About 1/2 an hour later the screen went black and the machine stopped
responding to key presses. Eventually I resurrected by flipping to a text
console and back, (Ctrl-Alt-F1, Crtl-Alt-F7).

It turned out it was putting itself to sleep. After a few minutes. While on
AC. And my fart arsing about wasn't fixing the problem - it was just soaking
up time while X took its own sweet time to wake up (the text consoles were
available immediately).

And then this happened on other laptops I installed it on. Fixing it by
disabling suspend when on AC is a nightmare. Every program + it's dog seems to
have had a go at setting it - xscrensaver, window managers, display managers,
X itself and systemd.

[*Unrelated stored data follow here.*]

use chrono::NaiveDate;
use colored::*;
use rapport::RapportError;
use rapport::models::{Friend, Group, Tag};
use rapport::reminders::PendingNotification;
use serde_json::json;

pub struct CliColors;

impl CliColors {
    pub fn success() -> Color {
        Color::TrueColor {
            r: 34,
            g: 197,
            b: 94,
        }
    }

    pub fn error() -> Color {
        Color::TrueColor {
            r: 239,
            g: 68,
            b: 68,
        }
    }

    pub fn warning() -> Color {
        Color::TrueColor {
            r: 245,
            g: 158,
            b: 11,
        }
    }

    pub fn info() -> Color {
        Color::TrueColor {
            r: 59,
            g: 130,
            b: 246,
        }
    }

    pub fn muted() -> Color {
        Color::TrueColor {
            r: 148,
            g: 163,
            b: 184,
        }
    }

    pub fn primary() -> Color {
        Color::White
    }

    pub fn accent() -> Color {
        Color::TrueColor {
            r: 168,
            g: 85,
            b: 247,
        }
    }
}

/// Print any serializable value as pretty JSON
pub fn print_json<T: serde::Serialize + ?Sized>(value: &T) {
    println!(
        "{}",
        serde_json::to_string_pretty(value).unwrap_or_else(|_| "{}".to_string())
    );
}

pub fn output_error(error_msg: &str, output_format: &str) {
    if output_format == "json" {
        let error_response = json!({
            "error": true,
            "message": error_msg,
            "timestamp": chrono::Utc::now().to_rfc3339()
        });
        print_json(&error_response);
    } else {
        eprintln!("{}", format_error(error_msg));
    }
}

/// Output a RapportError, with a stable error code in JSON mode
pub fn output_error_json(error: &RapportError, output_format: &str) {
    if output_format != "json" {
        output_error(&error.to_string(), output_format);
        return;
    }

    let (code, details) = match error {
        RapportError::NotFound { id } => ("NOT_FOUND", Some(json!({ "id": id }))),
        RapportError::DuplicateContact { date } => {
            ("DUPLICATE_CONTACT", Some(json!({ "date": date })))
        }
        RapportError::FutureDate { date } => ("FUTURE_DATE", Some(json!({ "date": date }))),
        RapportError::NoContacts { id } => ("NO_CONTACTS", Some(json!({ "id": id }))),
        RapportError::Persistence(_) => ("PERSISTENCE_ERROR", None),
        RapportError::Validation(_) => ("VALIDATION_ERROR", None),
        RapportError::Configuration(_) => ("CONFIGURATION_ERROR", None),
        RapportError::Logging(_) => ("LOGGING_ERROR", None),
        RapportError::Other(_) => ("ERROR", None),
    };

    let mut response = json!({
        "error": true,
        "code": code,
        "message": error.to_string(),
        "timestamp": chrono::Utc::now().to_rfc3339()
    });
    if let Some(details) = details {
        response["details"] = details;
    }
    print_json(&response);
}

pub fn format_success(msg: &str) -> String {
    format!(
        "{} {}",
        "✓".color(CliColors::success()).bold(),
        msg.color(CliColors::success())
    )
}

pub fn format_error(msg: &str) -> String {
    format!(
        "{} {}",
        "✗".color(CliColors::error()).bold(),
        msg.color(CliColors::error())
    )
}

pub fn format_warning(msg: &str) -> String {
    format!(
        "{} {}",
        "⚠".color(CliColors::warning()).bold(),
        msg.color(CliColors::warning())
    )
}

pub fn format_info(msg: &str) -> String {
    format!(
        "{} {}",
        "ℹ".color(CliColors::info()).bold(),
        msg.color(CliColors::info())
    )
}

/// Ten-cell bar for a progress value in `[0, 1]`
pub fn progress_bar(progress: f64) -> String {
    let filled = (progress.clamp(0.0, 1.0) * 10.0).round() as usize;
    format!("{}{}", "█".repeat(filled), "░".repeat(10 - filled))
}

pub fn format_progress(progress: f64, overdue: bool) -> ColoredString {
    let bar = progress_bar(progress);
    if overdue {
        bar.color(CliColors::error())
    } else if progress >= 0.75 {
        bar.color(CliColors::warning())
    } else {
        bar.color(CliColors::success())
    }
}

fn format_last_contact(friend: &Friend, today: NaiveDate) -> String {
    match friend.days_since_last_contact(today) {
        None => "never".to_string(),
        Some(0) => "today".to_string(),
        Some(1) => "yesterday".to_string(),
        Some(days) => format!("{} days ago", days),
    }
}

fn format_tags(tags: &[Tag]) -> String {
    tags.iter()
        .map(|tag| format!("#{}", tag.name))
        .collect::<Vec<_>>()
        .join(" ")
}

/// JSON view of a friend including its derived status
pub fn friend_json(friend: &Friend, today: NaiveDate) -> serde_json::Value {
    let mut value = serde_json::to_value(friend).unwrap_or_else(|_| json!({}));
    value["status"] = serde_json::to_value(friend.status(today)).unwrap_or_default();
    value
}

pub fn print_friend(friend: &Friend, today: NaiveDate, groups: &[Group]) {
    let status = friend.status(today);

    println!(
        "{}",
        "━━━ Friend Details ━━━".color(CliColors::accent()).bold()
    );
    println!(
        "{}: {}",
        "ID".color(CliColors::muted()),
        friend.id.color(CliColors::accent()).bold()
    );
    println!(
        "{}: {}",
        "Name".color(CliColors::muted()),
        friend.name.to_string().color(CliColors::primary()).bold()
    );
    println!(
        "{}: {}",
        "Frequency".color(CliColors::muted()),
        friend.contact_frequency
    );
    println!(
        "{}: {} ({})",
        "Last Contact".color(CliColors::muted()),
        status
            .last_contact
            .map(|d| d.to_string())
            .unwrap_or_else(|| "never".to_string()),
        format_last_contact(friend, today)
    );
    println!(
        "{}: {} {:.0}%{}",
        "Progress".color(CliColors::muted()),
        format_progress(status.progress, status.overdue),
        status.progress * 100.0,
        if status.overdue {
            format!(" {}", "OVERDUE".color(CliColors::error()).bold())
        } else {
            String::new()
        }
    );
    println!(
        "{}: {}",
        "Contacts".color(CliColors::muted()),
        friend.contact_count()
    );
    if !friend.contacts().is_empty() {
        let recent: Vec<String> = friend
            .contacts()
            .iter()
            .rev()
            .take(5)
            .map(|d| d.to_string())
            .collect();
        println!(
            "{}: {}",
            "Recent".color(CliColors::muted()),
            recent.join(", ").color(CliColors::muted())
        );
    }
    if !friend.tags.is_empty() {
        println!(
            "{}: {}",
            "Tags".color(CliColors::muted()),
            format_tags(&friend.tags).color(CliColors::info())
        );
    }
    if !groups.is_empty() {
        println!(
            "{}: {}",
            "Groups".color(CliColors::muted()),
            groups
                .iter()
                .map(|g| g.name.as_str())
                .collect::<Vec<_>>()
                .join(", ")
        );
    }
    if !friend.notes.is_empty() {
        println!("{}: {}", "Notes".color(CliColors::muted()), friend.notes);
    }
    if let Some(uri) = &friend.profile_photo_uri {
        println!("{}: {}", "Avatar".color(CliColors::muted()), uri);
    }
    if let Some(handle) = &friend.notification_id {
        println!(
            "{}: {}",
            "Reminder".color(CliColors::muted()),
            handle.color(CliColors::muted())
        );
    }
}

pub fn print_friend_list(friends: &[Friend], today: NaiveDate) {
    if friends.is_empty() {
        println!("{}", format_info("No friends found."));
        return;
    }

    println!(
        "{:<10} {:<24} {:<14} {:<12} {}",
        "ID".color(CliColors::muted()).bold(),
        "Name".color(CliColors::muted()).bold(),
        "Last Contact".color(CliColors::muted()).bold(),
        "Progress".color(CliColors::muted()).bold(),
        "Tags".color(CliColors::muted()).bold()
    );
    println!("{}", "─".repeat(80).color(CliColors::muted()));

    for friend in friends {
        let status = friend.status(today);
        let name = friend.name.to_string();
        let name = if name.chars().count() > 24 {
            format!("{}...", name.chars().take(21).collect::<String>())
        } else {
            name
        };
        println!(
            "{:<10} {:<24} {:<14} {:<12} {}",
            short_id(&friend.id).color(CliColors::accent()),
            name,
            format_last_contact(friend, today),
            format_progress(status.progress, status.overdue),
            format_tags(&friend.tags).color(CliColors::info())
        );
    }
}

pub fn print_tag_list(tags: &[Tag]) {
    if tags.is_empty() {
        println!("{}", format_info("No tags in use."));
        return;
    }
    for tag in tags {
        println!(
            "{} {} {}",
            short_id(&tag.id).color(CliColors::muted()),
            format!("#{}", tag.name).color(CliColors::info()).bold(),
            tag.color.color(CliColors::muted())
        );
    }
}

/// Print groups; `members` maps each member id to a display name
pub fn print_group_list(groups: &[Group], members: Option<&dyn Fn(&str) -> String>) {
    if groups.is_empty() {
        println!("{}", format_info("No groups found."));
        return;
    }
    for group in groups {
        println!(
            "{} {}",
            group.name.color(CliColors::accent()).bold(),
            format!("({} members)", group.member_ids.len()).color(CliColors::muted())
        );
        if let Some(describe) = members {
            for id in &group.member_ids {
                println!("  - {}", describe(id));
            }
        }
    }
}

pub fn print_pending_notifications(pending: &[PendingNotification]) {
    if pending.is_empty() {
        println!("{}", format_info("No pending reminders."));
        return;
    }
    for entry in pending {
        println!(
            "{}  {}",
            entry
                .fire_at
                .format("%Y-%m-%d %H:%M UTC")
                .to_string()
                .color(CliColors::muted()),
            entry.title.color(CliColors::primary()).bold()
        );
        println!("    {}", entry.body);
    }
}

/// First eight characters of an id, enough to pass back as a prefix
pub fn short_id(id: &str) -> &str {
    id.char_indices().nth(8).map(|(i, _)| &id[..i]).unwrap_or(id)
}

#[cfg(test)]
mod tests {
    use super::*;

    #[test]
    fn test_progress_bar() {
        assert_eq!(progress_bar(0.0), "░".repeat(10));
        assert_eq!(progress_bar(1.0), "█".repeat(10));
        assert_eq!(progress_bar(0.5), format!("{}{}", "█".repeat(5), "░".repeat(5)));
        assert_eq!(progress_bar(7.0), "█".repeat(10));
    }

    #[test]
    fn test_short_id() {
        assert_eq!(short_id("0b5c1f7e-5a7e-4f0e"), "0b5c1f7e");
        assert_eq!(short_id("abc"), "abc");
    }
}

Which one wins (ie the one you have to use to fix it,
because it set it last) is a lottery.

Maybe they can put fixing that mess on the list for bullseye.

------
maximente
> I really don’t need the newest of everything, especially if my hardware is
> working well

this sounds dubious if one has, say, a web browser installed or other
consumer-type software. you almost surely want the latest security updates
(which are for better or worse often packaged alongside cosmetic or other
performance updates) for a piece of software like this.

for this reason i've moved to a releaseless distro. the idea that i can't get
the latest firefox without upgrading my "operating system" version to a new
release seems harmful for most types of software:

\- imagine updating an app required you to upgrade your iOS/android version

\- imagine updating a plugin requires updating your browser

etc. it's anti-modular and so i can't support it.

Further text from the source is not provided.